Before I explain what anti-aliasing is, I'll cover aliasing. Of course, these two subjects are closely related . People almost never discuss aliasing, though.
Aliasing is what happens when analog data is represented on a digital system. A curved line drawn on a grid is a good example of analog data on a digital system (see Figure 42.22).
Figure 42.22. A line of grid representing analog data on a digital system.
When the analog data is converted to digital, some problems arise. The digital system in this example is the grid. To convert the analog line to a digital line, each point in the grid might represent either a point in the line, by being filled in, or an area where the line does not exist, by remaining white. A square cannot be partly filled; it must be either filled in or not. That's all part of its being digital.
Okay, no problem, right? The line goes through the different squares, so you fill in each square that the line goes through. This requirement isn't a problem with some of the portions of the line, such as the portion circled in Figure 42.23.
Figure 42.23. A portion of the line that is easily converted to digital.
But what about sections like the one circled in Figure 42.24?
Figure 42.24. A portion of the line that is not easily converted to digital.
That portion cuts right across the intersection of four points. That's where aliasing comes in. An algorithm decides where all the portions fit in the digital system.
Figure 42.25 demonstrates what the resulting digital line might look like.

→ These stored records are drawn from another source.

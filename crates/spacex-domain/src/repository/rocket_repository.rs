//! Rocket persistence port.

use crate::model::id::{MissionId, RocketId};
use crate::model::rocket::Rocket;

use super::RepositoryError;

/// Rocket store: upsert by id, last write wins.
pub trait RocketRepository {
    /// Save a rocket (create or update).
    fn save(&mut self, rocket: &Rocket) -> Result<(), RepositoryError>;

    /// Find a rocket by id.
    fn get(&self, id: &RocketId) -> Result<Option<Rocket>, RepositoryError>;

    /// All rockets, in no particular order.
    fn get_all(&self) -> Result<Vec<Rocket>, RepositoryError>;

    /// All rockets currently pointing at the given mission.
    fn find_by_mission_id(&self, mission_id: &MissionId) -> Result<Vec<Rocket>, RepositoryError> {
        Ok(self
            .get_all()?
            .into_iter()
            .filter(|rocket| rocket.mission_id() == Some(*mission_id))
            .collect())
    }
}
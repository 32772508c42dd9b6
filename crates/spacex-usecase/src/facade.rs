//! The facade: one entry point per user intent.
//!
//! A single user action that touches a rocket usually has a mission-side
//! consequence: launching a rocket should start its mission, sending one to
//! repair should park the mission as pending. The facade sequences the two
//! entity-level transitions and keeps both stores in agreement.
//!
//! The two stores have no batch atomicity, so the pair is deliberately not
//! atomic either: the rocket transition is validated and committed first,
//! then the mission is recomputed from the full, current set of its rockets
//! as read back from storage. When the mission cannot legally follow, the
//! rocket-side success and the mission-side error are both reported via
//! [`RocketUpdate`].

use std::cmp::Ordering;

use tracing::{info, warn};

use spacex_domain::{
    Mission, MissionId, MissionRepository, Rocket, RocketId, RocketRepository,
};

use crate::error::{Result, ServiceError};
use crate::mission_service::MissionService;
use crate::rocket_service::RocketService;

/// Outcome of a rocket-side operation.
///
/// The rocket transition is committed by the time this value exists. The
/// mission field is `None` when the rocket belongs to no mission, and
/// carries the mission-side result otherwise. A mission-level error does
/// not undo the rocket (partial success is expected, not a bug).
#[derive(Debug)]
pub struct RocketUpdate {
    pub rocket: Rocket,
    pub mission: Option<Result<Mission>>,
}

pub struct SpaceXFacade<MR, RR> {
    missions: MissionService<MR>,
    rockets: RocketService<RR>,
}

impl<MR: MissionRepository, RR: RocketRepository> SpaceXFacade<MR, RR> {
    pub fn new(mission_repository: MR, rocket_repository: RR) -> Self {
        Self {
            missions: MissionService::new(mission_repository),
            rockets: RocketService::new(rocket_repository),
        }
    }

    /// Create a rocket on the ground with a fresh id and persist it.
    pub fn add_rocket(&mut self, name: &str) -> Result<Rocket> {
        let rocket = Rocket::new(RocketId::random(), name)?;
        info!(rocket_id = %rocket.id(), name, "rocket added");
        self.rockets.add(rocket)
    }

    /// Create a scheduled mission with a fresh id. Every supplied rocket is
    /// assigned to the mission and persisted as part of the same logical
    /// operation.
    pub fn add_mission(&mut self, name: &str, rockets: Vec<Rocket>) -> Result<Mission> {
        let mission = Mission::with_rockets(MissionId::random(), name, rockets)?;
        for rocket in mission.rockets().values() {
            self.rockets.add(rocket.clone())?;
        }
        info!(
            mission_id = %mission.id(),
            name,
            rockets = mission.rocket_count(),
            "mission added"
        );
        self.missions.add(mission)
    }

    /// Assign existing rockets to an existing mission.
    ///
    /// Fails fast with `NotFound` on the first unknown rocket id; nothing is
    /// persisted unless the mission accepts the whole batch.
    pub fn assign_rockets_to_mission(
        &mut self,
        mission_id: MissionId,
        rocket_ids: &[RocketId],
    ) -> Result<Mission> {
        let mut assigned = Vec::with_capacity(rocket_ids.len());
        for rocket_id in rocket_ids {
            let rocket = self.rockets.require(rocket_id)?;
            assigned.push(rocket.assign_to_mission(mission_id)?);
        }
        let mission = self.missions.assign_rockets(&mission_id, assigned.clone())?;
        for rocket in assigned {
            self.rockets.add(rocket)?;
        }
        info!(
            mission_id = %mission.id(),
            rockets = rocket_ids.len(),
            "rockets assigned to mission"
        );
        Ok(mission)
    }

    /// Launch a rocket. If it belongs to a mission, the mission is started
    /// from the full, current set of its rockets.
    pub fn start_rocket(&mut self, id: RocketId) -> Result<RocketUpdate> {
        let rocket = self.rockets.start(&id)?;
        info!(rocket_id = %id, "rocket started");
        let mission = self.follow_mission(&rocket, |missions, mission_id, rockets| {
            missions.start(mission_id, rockets)
        });
        Ok(RocketUpdate { rocket, mission })
    }

    /// Send a rocket to repair; its mission follows into PENDING.
    pub fn repair_rocket(&mut self, id: RocketId) -> Result<RocketUpdate> {
        let rocket = self.rockets.repair(&id)?;
        info!(rocket_id = %id, "rocket sent to repair");
        let mission = self.follow_mission(&rocket, |missions, mission_id, rockets| {
            missions.mark_as_pending(mission_id, rockets)
        });
        Ok(RocketUpdate { rocket, mission })
    }

    /// Return a repaired rocket to the ground; its mission follows back into
    /// SCHEDULED.
    pub fn mark_rocket_repaired(&mut self, id: RocketId) -> Result<RocketUpdate> {
        let rocket = self.rockets.return_to_ground(&id)?;
        info!(rocket_id = %id, "rocket repaired");
        let mission = self.follow_mission(&rocket, |missions, mission_id, rockets| {
            missions.schedule(mission_id, rockets)
        });
        Ok(RocketUpdate { rocket, mission })
    }

    /// End a running mission. Ended missions retain no rocket assignments.
    pub fn end_mission(&mut self, id: MissionId) -> Result<Mission> {
        let mission = self.missions.end(&id)?;
        info!(mission_id = %id, "mission ended");
        Ok(mission)
    }

    pub fn get_rocket(&self, id: RocketId) -> Result<Rocket> {
        self.rockets.require(&id)
    }

    pub fn get_mission(&self, id: MissionId) -> Result<Mission> {
        self.missions.require(&id)
    }

    /// All missions, ordered by an arbitrary comparator.
    pub fn missions_sorted_by<F>(&self, compare: F) -> Result<Vec<Mission>>
    where
        F: FnMut(&Mission, &Mission) -> Ordering,
    {
        self.missions.sorted_by(compare)
    }

    /// All rockets, ordered by an arbitrary comparator.
    pub fn rockets_sorted_by<F>(&self, compare: F) -> Result<Vec<Rocket>>
    where
        F: FnMut(&Rocket, &Rocket) -> Ordering,
    {
        self.rockets.sorted_by(compare)
    }

    /// Recompute the rocket's mission from storage and apply a mission-side
    /// operation. Returns `None` when the rocket has no mission. The rocket
    /// transition is already committed; a mission-side failure is reported,
    /// never rolled back.
    fn follow_mission<F>(&mut self, rocket: &Rocket, operation: F) -> Option<Result<Mission>>
    where
        F: FnOnce(&mut MissionService<MR>, &MissionId, &[Rocket]) -> Result<Mission>,
    {
        let mission_id = rocket.mission_id()?;
        let current = match self.rockets.get_by_mission(&mission_id) {
            Ok(rockets) => rockets,
            Err(error) => return Some(Err(error)),
        };
        let outcome = operation(&mut self.missions, &mission_id, &current);
        if let Err(error) = &outcome {
            warn!(
                rocket_id = %rocket.id(),
                %mission_id,
                %error,
                "rocket transition committed but the mission could not follow"
            );
        }
        Some(outcome)
    }
}
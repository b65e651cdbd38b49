// SPDX-License-Identifier: MIT
//
// Copyright (c) 2025 Alexandre Severino
//
// Permission is hereby granted, free of charge, to any person obtaining a copy
// of this software and associated documentation files (the "Software"), to deal
// in the Software without restriction, including without limitation the rights
// to use, copy, modify, merge, publish, distribute, sublicense, and/or sell
// copies of the Software, and to permit persons to whom the Software is
// furnished to do so, subject to the following conditions:
//
// The above copyright notice and this permission notice shall be included in
// all copies or substantial portions of the Software.
//
// THE SOFTWARE IS PROVIDED "AS IS", WITHOUT WARRANTY OF ANY KIND, EXPRESS OR
// IMPLIED, INCLUDING BUT NOT LIMITED TO THE WARRANTIES OF MERCHANTABILITY,
// FITNESS FOR A PARTICULAR PURPOSE AND NONINFRINGEMENT. IN NO EVENT SHALL THE
// AUTHORS OR COPYRIGHT HOLDERS BE LIABLE FOR ANY CLAIM, DAMAGES OR OTHER
// LIABILITY, WHETHER IN AN ACTION OF CONTRACT, TORT OR OTHERWISE, ARISING FROM,
// OUT OF OR IN CONNECTION WITH THE SOFTWARE OR THE USE OR OTHER DEALINGS IN THE
// SOFTWARE.

/// Next representable `f64` above `x`. NaN and `+inf` map to themselves.
#[inline(always)]
pub fn f64_next_up(x: f64) -> f64 {
    if x.is_nan() || x == f64::INFINITY {
        return x;
    }
    if x == 0.0 {
        return f64::from_bits(1);
    }
    let bits = x.to_bits();
    f64::from_bits(if x > 0.0 { bits + 1 } else { bits - 1 })
}

/// Next representable `f64` below `x`. NaN and `-inf` map to themselves.
#[inline(always)]
pub fn f64_next_down(x: f64) -> f64 {
    -f64_next_up(-x)
}

#[cfg(test)]
mod tests {
    use super::*;

    #[test]
    fn next_up_and_down_bracket() {
        for x in [1.0, -1.0, 0.1, -1e300, 3.5e-200] {
            assert!(f64_next_down(x) < x);
            assert!(f64_next_up(x) > x);
        }
        assert!(f64_next_up(0.0) > 0.0);
        assert!(f64_next_down(0.0) < 0.0);
        assert_eq!(f64_next_up(f64::INFINITY), f64::INFINITY);
        assert_eq!(f64_next_down(f64::NEG_INFINITY), f64::NEG_INFINITY);
        assert_eq!(f64_next_up(f64::MAX), f64::INFINITY);
        assert_eq!(f64_next_down(1.0), 1.0 - f64::EPSILON / 2.0);
    }
}
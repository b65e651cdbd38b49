// SPDX-License-Identifier: MIT
//
// Copyright (c) 2025 Alexandre Severino
//
// Permission is hereby granted, free of charge, to any person obtaining a copy
// of this software and associated documentation files (the "Software"), to deal
// in the Software without restriction, including without limitation the rights
// to use, copy, modify, merge, publish, distribute, sublicense, and/or sell
// copies of the Software, and to permit persons to whom the Software is
// furnished to do so, subject to the following conditions:
//
// The above copyright notice and this permission notice shall be included in
// all copies or substantial portions of the Software.
//
// THE SOFTWARE IS PROVIDED "AS IS", WITHOUT WARRANTY OF ANY KIND, EXPRESS OR
// IMPLIED, INCLUDING BUT NOT LIMITED TO THE WARRANTIES OF MERCHANTABILITY,
// FITNESS FOR A PARTICULAR PURPOSE AND NONINFRINGEMENT. IN NO EVENT SHALL THE
// AUTHORS OR COPYRIGHT HOLDERS BE LIABLE FOR ANY CLAIM, DAMAGES OR OTHER
// LIABILITY, WHETHER IN AN ACTION OF CONTRACT, TORT OR OTHERWISE, ARISING FROM,
// OUT OF OR IN CONNECTION WITH THE SOFTWARE OR THE USE OR OTHER DEALINGS IN THE
// SOFTWARE.

/// Configuration of a self-intersection scan.
#[derive(Debug, Clone, PartialEq, Eq)]
pub struct SelfIntersectionParams {
    /// Working-set size at or below which the broad phase stops splitting
    /// and tests every pair directly. `0` behaves as `1`.
    pub cutoff: usize,
    /// Run independent partitions on the rayon thread pool.
    pub parallel: bool,
    /// Partitions smaller than this are scanned on the current thread even
    /// when `parallel` is set.
    pub parallel_grain: usize,
    /// Seed for the sampled split-value selection. Scans with the same seed
    /// visit partitions identically.
    pub seed: u64,
}

impl Default for SelfIntersectionParams {
    fn default() -> Self {
        Self {
            cutoff: 2000,
            parallel: false,
            parallel_grain: 4096,
            seed: 0x5eed_cafe_f00d_d00d,
        }
    }
}

impl SelfIntersectionParams {
    pub fn with_cutoff(mut self, cutoff: usize) -> Self {
        self.cutoff = cutoff;
        self
    }

    /// Enable or disable the rayon driver.
    pub fn with_parallel(mut self, parallel: bool) -> Self {
        self.parallel = parallel;
        self
    }

    pub fn with_parallel_grain(mut self, grain: usize) -> Self {
        self.parallel_grain = grain;
        self
    }

    pub fn with_seed(mut self, seed: u64) -> Self {
        self.seed = seed;
        self
    }

    /// Cutoff actually used by the broad phase.
    pub fn effective_cutoff(&self) -> usize {
        self.cutoff.max(1)
    }
}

Figure 42.25. A digital version of the line.
See how it looks choppy? The same thing will happen to any aliased text you display on your Web pages.
Is there a solution? Yep! It comes in the form of ”ta-da ” anti-aliasing . What anti-aliasing attempts to do, using mathematics again, is to fill in some of the digital system with colors that are between the two adjoining colors. In this case, a medium gray would be between the black and the white. Some gray squares placed in the grid might help soften up the jaggies (see Figure 42.26).
Figure 42.26. Anti-aliased line.
Keep in mind that this example was drawn by hand, and the resolution of the final printing in the book might not show an improvement. To give you a better idea of aliased versus anti-aliased, here are a couple of lines drawn with Paint Shop Pro. The first, seen in Figure 42.27, is aliased.
Figure 42.27. An aliased line.
Figure 42.28 shows an anti-aliased line drawn in Paint Shop Pro.
Figure 42.28. Anti-aliased line.
So there'll be no mistaking the difference, Figures 42.29 and 42.30 are the aliased and the anti-aliased lines, respectively, blown up 500 percent.
Figure 42.29. The aliased line at 500 percent.
Figure 42.30. The anti-aliased line at 500 percent.
Notice the jagged appearance of the line in Figure 42.29, whereas the line in Figure 42.30 is smooth. Of course, at this resolution, the line in Figure 42.30 seems a little blurry. This factor is something else to consider when using the anti-aliasing option for your graphics. The fuzziness can be especially problematic with text. Text, as well as the rest of an image, is generally anti-aliased whenever it is resized, so you might want to add text only after you have decided on the final size of your image. This technique helps keep your text more readable.